YOUR TASK: Take the lines below between the one holding "pub const STANDARD: Self" and the one holding "if self.min == 0", inclusive, and copy them exactly. Add nothing.

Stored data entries
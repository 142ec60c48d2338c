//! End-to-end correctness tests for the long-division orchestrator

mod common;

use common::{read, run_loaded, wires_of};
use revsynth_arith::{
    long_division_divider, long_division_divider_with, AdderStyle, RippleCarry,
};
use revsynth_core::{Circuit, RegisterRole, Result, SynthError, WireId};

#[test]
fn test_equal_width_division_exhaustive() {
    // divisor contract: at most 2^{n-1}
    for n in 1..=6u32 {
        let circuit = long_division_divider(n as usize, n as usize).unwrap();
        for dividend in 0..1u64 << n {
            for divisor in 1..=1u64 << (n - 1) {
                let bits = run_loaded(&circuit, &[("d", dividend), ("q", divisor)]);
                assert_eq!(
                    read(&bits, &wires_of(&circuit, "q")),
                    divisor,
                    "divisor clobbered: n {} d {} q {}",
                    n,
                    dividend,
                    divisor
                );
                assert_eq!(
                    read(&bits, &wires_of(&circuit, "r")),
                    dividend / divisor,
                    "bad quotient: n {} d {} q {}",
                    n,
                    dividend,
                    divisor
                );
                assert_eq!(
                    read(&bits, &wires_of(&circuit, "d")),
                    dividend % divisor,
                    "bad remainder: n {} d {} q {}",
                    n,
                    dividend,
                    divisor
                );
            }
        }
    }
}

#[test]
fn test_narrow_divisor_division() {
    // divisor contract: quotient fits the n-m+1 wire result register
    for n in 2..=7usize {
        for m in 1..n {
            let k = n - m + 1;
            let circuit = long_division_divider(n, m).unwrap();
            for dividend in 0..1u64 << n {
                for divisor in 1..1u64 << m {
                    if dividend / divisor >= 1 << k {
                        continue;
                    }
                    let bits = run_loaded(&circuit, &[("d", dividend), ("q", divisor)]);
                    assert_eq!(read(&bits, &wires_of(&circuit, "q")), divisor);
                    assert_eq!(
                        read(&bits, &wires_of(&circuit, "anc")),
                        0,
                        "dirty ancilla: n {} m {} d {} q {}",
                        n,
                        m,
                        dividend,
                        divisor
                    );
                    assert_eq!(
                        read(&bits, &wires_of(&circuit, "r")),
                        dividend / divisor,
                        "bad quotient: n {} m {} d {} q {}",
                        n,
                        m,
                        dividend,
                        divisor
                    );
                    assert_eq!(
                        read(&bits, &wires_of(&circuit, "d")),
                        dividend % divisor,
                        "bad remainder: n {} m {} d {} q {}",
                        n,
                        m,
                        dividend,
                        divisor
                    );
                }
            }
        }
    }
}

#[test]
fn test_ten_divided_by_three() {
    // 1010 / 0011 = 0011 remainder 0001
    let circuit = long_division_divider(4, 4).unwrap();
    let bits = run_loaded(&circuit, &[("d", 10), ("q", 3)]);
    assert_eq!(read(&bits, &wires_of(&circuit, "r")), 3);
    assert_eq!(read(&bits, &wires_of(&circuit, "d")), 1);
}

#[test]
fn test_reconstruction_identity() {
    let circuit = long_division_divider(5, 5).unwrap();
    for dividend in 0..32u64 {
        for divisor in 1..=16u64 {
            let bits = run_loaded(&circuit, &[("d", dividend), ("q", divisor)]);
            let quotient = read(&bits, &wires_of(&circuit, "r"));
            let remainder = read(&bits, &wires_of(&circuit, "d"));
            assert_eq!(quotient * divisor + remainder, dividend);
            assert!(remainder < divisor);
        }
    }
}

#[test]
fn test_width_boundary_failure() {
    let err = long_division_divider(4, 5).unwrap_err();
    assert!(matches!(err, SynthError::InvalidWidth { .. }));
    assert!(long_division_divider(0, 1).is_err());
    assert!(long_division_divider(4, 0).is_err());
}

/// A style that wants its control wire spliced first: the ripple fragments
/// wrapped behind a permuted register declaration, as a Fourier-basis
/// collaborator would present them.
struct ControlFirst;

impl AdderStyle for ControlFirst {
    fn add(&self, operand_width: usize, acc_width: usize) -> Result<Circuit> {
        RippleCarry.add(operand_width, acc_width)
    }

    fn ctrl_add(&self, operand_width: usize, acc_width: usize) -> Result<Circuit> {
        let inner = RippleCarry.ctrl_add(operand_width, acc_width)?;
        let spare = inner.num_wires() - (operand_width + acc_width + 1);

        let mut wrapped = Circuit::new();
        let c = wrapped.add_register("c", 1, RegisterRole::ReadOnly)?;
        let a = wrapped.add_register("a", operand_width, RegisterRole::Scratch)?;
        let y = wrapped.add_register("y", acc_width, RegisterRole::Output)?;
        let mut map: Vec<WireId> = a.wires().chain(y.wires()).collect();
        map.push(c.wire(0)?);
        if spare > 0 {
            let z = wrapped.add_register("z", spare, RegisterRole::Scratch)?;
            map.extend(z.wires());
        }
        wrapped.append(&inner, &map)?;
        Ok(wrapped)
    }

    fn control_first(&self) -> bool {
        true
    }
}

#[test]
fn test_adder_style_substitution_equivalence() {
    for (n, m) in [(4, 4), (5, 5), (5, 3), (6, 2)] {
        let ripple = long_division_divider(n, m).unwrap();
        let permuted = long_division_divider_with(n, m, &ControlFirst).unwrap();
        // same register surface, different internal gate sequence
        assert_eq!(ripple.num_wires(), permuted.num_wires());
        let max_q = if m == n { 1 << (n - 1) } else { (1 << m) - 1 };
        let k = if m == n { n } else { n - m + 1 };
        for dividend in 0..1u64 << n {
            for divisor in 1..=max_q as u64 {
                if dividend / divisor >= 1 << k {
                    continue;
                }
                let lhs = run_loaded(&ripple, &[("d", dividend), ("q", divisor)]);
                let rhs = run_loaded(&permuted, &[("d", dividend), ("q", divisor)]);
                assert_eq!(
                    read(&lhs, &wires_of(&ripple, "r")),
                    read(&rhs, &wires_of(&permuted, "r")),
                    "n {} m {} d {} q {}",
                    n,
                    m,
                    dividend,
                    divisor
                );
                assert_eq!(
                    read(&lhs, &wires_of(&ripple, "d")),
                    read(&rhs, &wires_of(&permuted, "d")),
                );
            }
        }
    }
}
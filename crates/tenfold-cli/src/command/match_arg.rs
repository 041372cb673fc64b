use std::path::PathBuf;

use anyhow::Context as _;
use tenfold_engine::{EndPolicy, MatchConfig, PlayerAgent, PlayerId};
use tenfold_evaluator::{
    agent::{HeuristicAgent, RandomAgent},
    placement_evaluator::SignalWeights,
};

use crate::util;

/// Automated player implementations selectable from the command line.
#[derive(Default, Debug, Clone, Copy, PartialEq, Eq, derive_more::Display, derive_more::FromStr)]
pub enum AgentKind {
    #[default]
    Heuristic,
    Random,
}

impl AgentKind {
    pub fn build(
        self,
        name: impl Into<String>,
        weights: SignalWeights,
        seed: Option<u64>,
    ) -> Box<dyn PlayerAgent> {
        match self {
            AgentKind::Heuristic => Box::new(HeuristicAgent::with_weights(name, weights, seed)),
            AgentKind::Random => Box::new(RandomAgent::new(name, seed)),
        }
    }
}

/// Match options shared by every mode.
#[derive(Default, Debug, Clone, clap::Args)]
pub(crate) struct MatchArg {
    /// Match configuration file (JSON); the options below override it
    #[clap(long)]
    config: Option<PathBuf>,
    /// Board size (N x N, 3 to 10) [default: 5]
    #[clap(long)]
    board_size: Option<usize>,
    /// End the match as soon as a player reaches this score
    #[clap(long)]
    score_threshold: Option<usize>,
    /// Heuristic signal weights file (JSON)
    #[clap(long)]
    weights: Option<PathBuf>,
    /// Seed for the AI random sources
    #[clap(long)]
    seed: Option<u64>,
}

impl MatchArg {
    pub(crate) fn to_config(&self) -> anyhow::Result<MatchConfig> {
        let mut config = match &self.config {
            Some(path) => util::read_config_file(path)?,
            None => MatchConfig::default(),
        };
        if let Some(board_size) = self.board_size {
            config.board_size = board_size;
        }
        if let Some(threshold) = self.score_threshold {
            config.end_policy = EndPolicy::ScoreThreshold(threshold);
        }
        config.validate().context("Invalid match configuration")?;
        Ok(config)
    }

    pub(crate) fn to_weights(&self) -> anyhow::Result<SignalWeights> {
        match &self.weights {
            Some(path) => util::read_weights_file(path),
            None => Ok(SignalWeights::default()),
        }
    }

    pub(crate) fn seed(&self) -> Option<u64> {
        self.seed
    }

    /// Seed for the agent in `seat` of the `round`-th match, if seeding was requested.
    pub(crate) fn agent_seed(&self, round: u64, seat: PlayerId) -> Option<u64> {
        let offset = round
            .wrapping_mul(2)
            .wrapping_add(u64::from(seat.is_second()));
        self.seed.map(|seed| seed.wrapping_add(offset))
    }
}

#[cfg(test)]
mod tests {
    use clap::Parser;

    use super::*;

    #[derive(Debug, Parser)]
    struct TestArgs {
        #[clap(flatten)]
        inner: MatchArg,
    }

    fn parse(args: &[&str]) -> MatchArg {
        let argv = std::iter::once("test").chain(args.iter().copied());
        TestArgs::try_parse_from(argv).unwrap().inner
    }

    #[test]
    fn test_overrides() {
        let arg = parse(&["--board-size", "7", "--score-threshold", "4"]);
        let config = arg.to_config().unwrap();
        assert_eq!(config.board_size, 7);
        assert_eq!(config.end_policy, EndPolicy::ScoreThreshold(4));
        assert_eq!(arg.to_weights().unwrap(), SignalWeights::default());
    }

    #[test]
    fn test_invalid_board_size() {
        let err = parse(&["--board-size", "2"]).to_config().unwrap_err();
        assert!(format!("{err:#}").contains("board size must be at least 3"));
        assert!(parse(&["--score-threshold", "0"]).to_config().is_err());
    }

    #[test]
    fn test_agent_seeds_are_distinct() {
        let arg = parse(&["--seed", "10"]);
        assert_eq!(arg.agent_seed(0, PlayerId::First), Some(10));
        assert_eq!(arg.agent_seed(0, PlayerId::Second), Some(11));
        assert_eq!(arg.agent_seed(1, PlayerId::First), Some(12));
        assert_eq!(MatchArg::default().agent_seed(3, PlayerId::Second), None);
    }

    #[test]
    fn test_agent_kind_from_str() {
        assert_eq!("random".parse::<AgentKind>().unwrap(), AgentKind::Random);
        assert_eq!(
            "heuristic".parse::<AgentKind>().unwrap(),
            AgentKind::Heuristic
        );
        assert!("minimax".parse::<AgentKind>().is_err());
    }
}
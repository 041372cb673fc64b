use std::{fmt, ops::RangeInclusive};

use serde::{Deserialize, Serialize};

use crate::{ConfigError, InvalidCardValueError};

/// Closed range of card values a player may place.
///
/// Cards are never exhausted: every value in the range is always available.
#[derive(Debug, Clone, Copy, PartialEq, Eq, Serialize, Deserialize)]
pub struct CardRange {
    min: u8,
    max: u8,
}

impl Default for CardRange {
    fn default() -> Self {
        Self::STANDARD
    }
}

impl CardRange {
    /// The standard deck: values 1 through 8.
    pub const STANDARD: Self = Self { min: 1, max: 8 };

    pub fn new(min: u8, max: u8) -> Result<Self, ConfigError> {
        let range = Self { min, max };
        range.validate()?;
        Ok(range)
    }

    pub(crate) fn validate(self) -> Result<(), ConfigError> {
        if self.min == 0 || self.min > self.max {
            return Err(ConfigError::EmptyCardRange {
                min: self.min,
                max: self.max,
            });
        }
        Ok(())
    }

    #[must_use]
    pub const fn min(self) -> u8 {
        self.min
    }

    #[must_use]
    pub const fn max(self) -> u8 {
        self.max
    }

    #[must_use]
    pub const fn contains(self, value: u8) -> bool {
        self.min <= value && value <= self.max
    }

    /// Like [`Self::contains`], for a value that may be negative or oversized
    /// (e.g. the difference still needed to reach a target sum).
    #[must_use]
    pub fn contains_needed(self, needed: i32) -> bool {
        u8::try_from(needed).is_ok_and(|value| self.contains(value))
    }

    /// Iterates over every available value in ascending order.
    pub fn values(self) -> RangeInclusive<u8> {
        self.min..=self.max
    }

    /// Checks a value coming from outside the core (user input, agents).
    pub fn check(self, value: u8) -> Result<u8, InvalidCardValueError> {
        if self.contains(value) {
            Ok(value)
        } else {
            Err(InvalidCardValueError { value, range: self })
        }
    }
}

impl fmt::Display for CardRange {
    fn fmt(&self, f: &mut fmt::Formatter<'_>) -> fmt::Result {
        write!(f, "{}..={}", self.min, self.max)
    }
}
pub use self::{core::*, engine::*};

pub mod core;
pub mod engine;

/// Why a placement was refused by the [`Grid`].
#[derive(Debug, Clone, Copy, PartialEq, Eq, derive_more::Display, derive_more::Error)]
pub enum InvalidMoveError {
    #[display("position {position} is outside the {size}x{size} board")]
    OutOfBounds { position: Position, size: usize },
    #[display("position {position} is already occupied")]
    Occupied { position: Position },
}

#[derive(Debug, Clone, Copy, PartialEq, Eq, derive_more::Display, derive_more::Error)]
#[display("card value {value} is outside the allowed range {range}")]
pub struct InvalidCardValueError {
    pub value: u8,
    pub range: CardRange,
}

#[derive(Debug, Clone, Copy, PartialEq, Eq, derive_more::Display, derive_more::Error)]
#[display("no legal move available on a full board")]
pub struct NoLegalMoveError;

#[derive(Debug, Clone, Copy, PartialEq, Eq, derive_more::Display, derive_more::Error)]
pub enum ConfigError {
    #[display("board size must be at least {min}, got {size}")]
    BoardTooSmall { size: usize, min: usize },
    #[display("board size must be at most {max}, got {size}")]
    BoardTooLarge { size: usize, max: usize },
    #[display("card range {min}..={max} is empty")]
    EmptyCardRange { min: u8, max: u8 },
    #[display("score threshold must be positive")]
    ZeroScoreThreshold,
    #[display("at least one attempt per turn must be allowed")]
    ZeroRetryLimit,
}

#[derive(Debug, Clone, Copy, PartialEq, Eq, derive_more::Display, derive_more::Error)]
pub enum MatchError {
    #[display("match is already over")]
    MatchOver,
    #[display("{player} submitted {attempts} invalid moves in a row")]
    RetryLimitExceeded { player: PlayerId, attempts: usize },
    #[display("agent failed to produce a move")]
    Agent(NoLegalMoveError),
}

OUTPUT FOR THIS EXERCISE:
    pub const STANDARD: Self = Self { min: 1, max: 8 };

    pub fn new(min: u8, max: u8) -> Result<Self, ConfigError> {
        let range = Self { min, max };
        range.validate()?;
        Ok(range)
    }

    pub(crate) fn validate(self) -> Result<(), ConfigError> {
        if self.min == 0 || self.min > self.max {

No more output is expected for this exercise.